** AVAILABLE DATA follows **

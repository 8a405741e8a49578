//! Command-line definition for `cmm`.
//!
//! Shared arg builders keep the subcommands consistent: every command takes
//! the source file as its positional argument.

use std::path::PathBuf;

use clap::{Arg, ArgAction, Command, value_parser};

/// C-- source file (positional).
fn input_arg() -> Arg {
    Arg::new("input")
        .value_name("FILE")
        .required(true)
        .value_parser(value_parser!(PathBuf))
        .help("C-- source file")
}

/// Build the complete CLI with all subcommands.
pub fn build_cli() -> Command {
    Command::new("cmm")
        .about("C-- compiler targeting MIPS (SPIM) assembly")
        .subcommand_required(true)
        .arg_required_else_help(true)
        .subcommand(build_command())
        .subcommand(check_command())
        .subcommand(ast_command())
        .subcommand(names_command())
        .subcommand(symbols_command())
}

fn build_command() -> Command {
    Command::new("build")
        .about("Compile a program to MIPS assembly")
        .arg(input_arg())
        .arg(
            Arg::new("output")
                .short('o')
                .long("output")
                .value_name("OUT")
                .value_parser(value_parser!(PathBuf))
                .help("Write assembly to OUT instead of stdout"),
        )
}

fn check_command() -> Command {
    Command::new("check")
        .about("Parse and analyze without emitting code")
        .arg(input_arg())
        .arg(
            Arg::new("pretty")
                .long("pretty")
                .action(ArgAction::SetTrue)
                .help("Render diagnostics as annotated source snippets"),
        )
        .arg(
            Arg::new("json")
                .long("json")
                .action(ArgAction::SetTrue)
                .help("Emit a machine-readable diagnostic summary"),
        )
}

fn ast_command() -> Command {
    Command::new("ast")
        .about("Pretty-print the parsed program")
        .arg(input_arg())
}

fn names_command() -> Command {
    Command::new("names")
        .about("Name-resolution report: the program with identifier uses annotated by type")
        .arg(input_arg())
}

fn symbols_command() -> Command {
    Command::new("symbols")
        .about("Dump the global symbol table")
        .arg(input_arg())
}
//! Abstract syntax tree for C-- programs.
//!
//! The tree is built once by the parser and never changes shape afterwards.
//! Analysis passes do not write into the nodes; instead every expression
//! carries a dense [`ExpId`] and every declaration a dense [`DeclId`], and
//! each pass records its results in a side table keyed by those handles
//! (resolved symbols, computed types, frame offsets).

mod printer;


pub use printer::{unparse, unparse_annotated};

use serde::Serialize;

/// 1-based source position, as reported by the lexer.
#[derive(Debug, Clone, Copy, PartialEq, Eq, Serialize)]
pub struct Pos {
    pub line: u32,
    pub col: u32,
}

impl Pos {
    pub fn new(line: u32, col: u32) -> Self {
        Self { line, col }
    }
}

impl std::fmt::Display for Pos {
    fn fmt(&self, f: &mut std::fmt::Formatter<'_>) -> std::fmt::Result {
        write!(f, "{}:{}", self.line, self.col)
    }
}

/// Handle of an expression node; indexes the side tables filled by analysis.
#[derive(Debug, Clone, Copy, PartialEq, Eq, Hash)]
pub struct ExpId(u32);

impl ExpId {
    pub(crate) fn new(raw: u32) -> Self {
        Self(raw)
    }

    pub fn index(self) -> usize {
        self.0 as usize
    }
}

/// Handle of a declaration node.
#[derive(Debug, Clone, Copy, PartialEq, Eq, Hash)]
pub struct DeclId(u32);

impl DeclId {
    pub(crate) fn new(raw: u32) -> Self {
        Self(raw)
    }

    pub fn index(self) -> usize {
        self.0 as usize
    }
}

/// A whole source file: the ordered top-level declarations plus the node
/// counts the side tables are sized from.
#[derive(Debug, Clone)]
pub struct Program {
    pub decls: Vec<Decl>,
    pub num_exps: u32,
    pub num_decls: u32,
}

#[derive(Debug, Clone)]
pub enum Decl {
    Var(VarDecl),
    Fn(FnDecl),
    Struct(StructDecl),
}

#[derive(Debug, Clone)]
pub struct VarDecl {
    pub id: DeclId,
    pub ty: TypeSpec,
    pub name: Ident,
}

#[derive(Debug, Clone)]
pub struct FnDecl {
    pub id: DeclId,
    pub ret: TypeSpec,
    pub name: Ident,
    pub formals: Vec<FormalDecl>,
    pub body: Block,
}

#[derive(Debug, Clone)]
pub struct FormalDecl {
    pub id: DeclId,
    pub ty: TypeSpec,
    pub name: Ident,
}

#[derive(Debug, Clone)]
pub struct StructDecl {
    pub id: DeclId,
    pub name: Ident,
    pub fields: Vec<VarDecl>,
}

/// A written-out type in a declaration.
#[derive(Debug, Clone)]
pub enum TypeSpec {
    Int(Pos),
    Bool(Pos),
    Void(Pos),
    Struct(Ident),
}

impl TypeSpec {
    pub fn pos(&self) -> Pos {
        match self {
            TypeSpec::Int(p) | TypeSpec::Bool(p) | TypeSpec::Void(p) => *p,
            TypeSpec::Struct(id) => id.pos,
        }
    }
}

/// An identifier token with its position.
#[derive(Debug, Clone)]
pub struct Ident {
    pub name: String,
    pub pos: Pos,
}

/// A `{ decls stmts }` body. Declarations come first, per the grammar.
#[derive(Debug, Clone)]
pub struct Block {
    pub decls: Vec<VarDecl>,
    pub stmts: Vec<Stmt>,
}

#[derive(Debug, Clone)]
pub enum Stmt {
    /// `loc = exp ;`
    Assign(AssignExp),
    /// `loc ++ ;`
    Increment(Loc),
    /// `loc -- ;`
    Decrement(Loc),
    /// `cin >> loc ;`
    Read(Loc),
    /// `cout << exp ;`
    Write(Exp),
    If(Exp, Block),
    IfElse(Exp, Block, Block),
    While(Exp, Block),
    Repeat(Exp, Block),
    Call(CallExp),
    /// `return exp? ;` — the position is the `return` keyword's.
    Return(Option<Exp>, Pos),
}

/// An assignable location: a plain identifier or a dot-access chain.
#[derive(Debug, Clone)]
pub enum Loc {
    Id(IdExp),
    Dot(DotExp),
}

impl Loc {
    pub fn id(&self) -> ExpId {
        match self {
            Loc::Id(e) => e.id,
            Loc::Dot(e) => e.id,
        }
    }

    /// Position of the leftmost identifier in the chain.
    pub fn pos(&self) -> Pos {
        match self {
            Loc::Id(e) => e.pos,
            Loc::Dot(e) => e.base.pos(),
        }
    }
}

#[derive(Debug, Clone)]
pub struct IdExp {
    pub id: ExpId,
    pub name: String,
    pub pos: Pos,
}

#[derive(Debug, Clone)]
pub struct DotExp {
    pub id: ExpId,
    pub base: Box<Loc>,
    pub field: Ident,
}

#[derive(Debug, Clone)]
pub struct CallExp {
    pub id: ExpId,
    pub callee: IdExp,
    pub args: Vec<Exp>,
}

#[derive(Debug, Clone)]
pub struct AssignExp {
    pub id: ExpId,
    pub lhs: Loc,
    pub rhs: Box<Exp>,
}

#[derive(Debug, Clone)]
pub enum Exp {
    IntLit {
        id: ExpId,
        pos: Pos,
        value: i32,
    },
    /// The value keeps the source escape sequences (`\n` stays two
    /// characters); they pass through to `.asciiz` untouched.
    StrLit {
        id: ExpId,
        pos: Pos,
        value: String,
    },
    True {
        id: ExpId,
        pos: Pos,
    },
    False {
        id: ExpId,
        pos: Pos,
    },
    Loc(Loc),
    Assign(AssignExp),
    Call(CallExp),
    Unary {
        id: ExpId,
        pos: Pos,
        op: UnaryOp,
        operand: Box<Exp>,
    },
    Binary {
        id: ExpId,
        pos: Pos,
        op: BinaryOp,
        lhs: Box<Exp>,
        rhs: Box<Exp>,
    },
}

impl Exp {
    pub fn id(&self) -> ExpId {
        match self {
            Exp::IntLit { id, .. }
            | Exp::StrLit { id, .. }
            | Exp::True { id, .. }
            | Exp::False { id, .. }
            | Exp::Unary { id, .. }
            | Exp::Binary { id, .. } => *id,
            Exp::Loc(loc) => loc.id(),
            Exp::Assign(a) => a.id,
            Exp::Call(c) => c.id,
        }
    }

    pub fn pos(&self) -> Pos {
        match self {
            Exp::IntLit { pos, .. }
            | Exp::StrLit { pos, .. }
            | Exp::True { pos, .. }
            | Exp::False { pos, .. }
            | Exp::Unary { pos, .. }
            | Exp::Binary { pos, .. } => *pos,
            Exp::Loc(loc) => loc.pos(),
            Exp::Assign(a) => a.lhs.pos(),
            Exp::Call(c) => c.callee.pos,
        }
    }
}

#[derive(Debug, Clone, Copy, PartialEq, Eq)]
pub enum UnaryOp {
    /// `-e`
    Neg,
    /// `!e`
    Not,
}

impl UnaryOp {
    pub fn token(self) -> &'static str {
        match self {
            UnaryOp::Neg => "-",
            UnaryOp::Not => "!",
        }
    }
}

#[derive(Debug, Clone, Copy, PartialEq, Eq)]
pub enum BinaryOp {
    Plus,
    Minus,
    Times,
    Divide,
    And,
    Or,
    Eq,
    Ne,
    Lt,
    Gt,
    Le,
    Ge,
}

/// Operator family, used by the type checker to pick the rule and message.
#[derive(Debug, Clone, Copy, PartialEq, Eq)]
pub enum OpKind {
    Arith,
    Logical,
    Equality,
    Relational,
}

impl BinaryOp {
    pub fn kind(self) -> OpKind {
        match self {
            BinaryOp::Plus | BinaryOp::Minus | BinaryOp::Times | BinaryOp::Divide => OpKind::Arith,
            BinaryOp::And | BinaryOp::Or => OpKind::Logical,
            BinaryOp::Eq | BinaryOp::Ne => OpKind::Equality,
            BinaryOp::Lt | BinaryOp::Gt | BinaryOp::Le | BinaryOp::Ge => OpKind::Relational,
        }
    }

    pub fn token(self) -> &'static str {
        match self {
            BinaryOp::Plus => "+",
            BinaryOp::Minus => "-",
            BinaryOp::Times => "*",
            BinaryOp::Divide => "/",
            BinaryOp::And => "&&",
            BinaryOp::Or => "||",
            BinaryOp::Eq => "==",
            BinaryOp::Ne => "!=",
            BinaryOp::Lt => "<",
            BinaryOp::Gt => ">",
            BinaryOp::Le => "<=",
            BinaryOp::Ge => ">=",
        }
    }
}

** End of AVAILABLE DATA **

* TASK GOAL: All lines of the entries containing the string "Minus" must be shown in full.

* WRITTEN REPLY:
    Minus,
            BinaryOp::Plus | BinaryOp::Minus | BinaryOp::Times | BinaryOp::Divide => OpKind::Arith,
            BinaryOp::Minus => "-",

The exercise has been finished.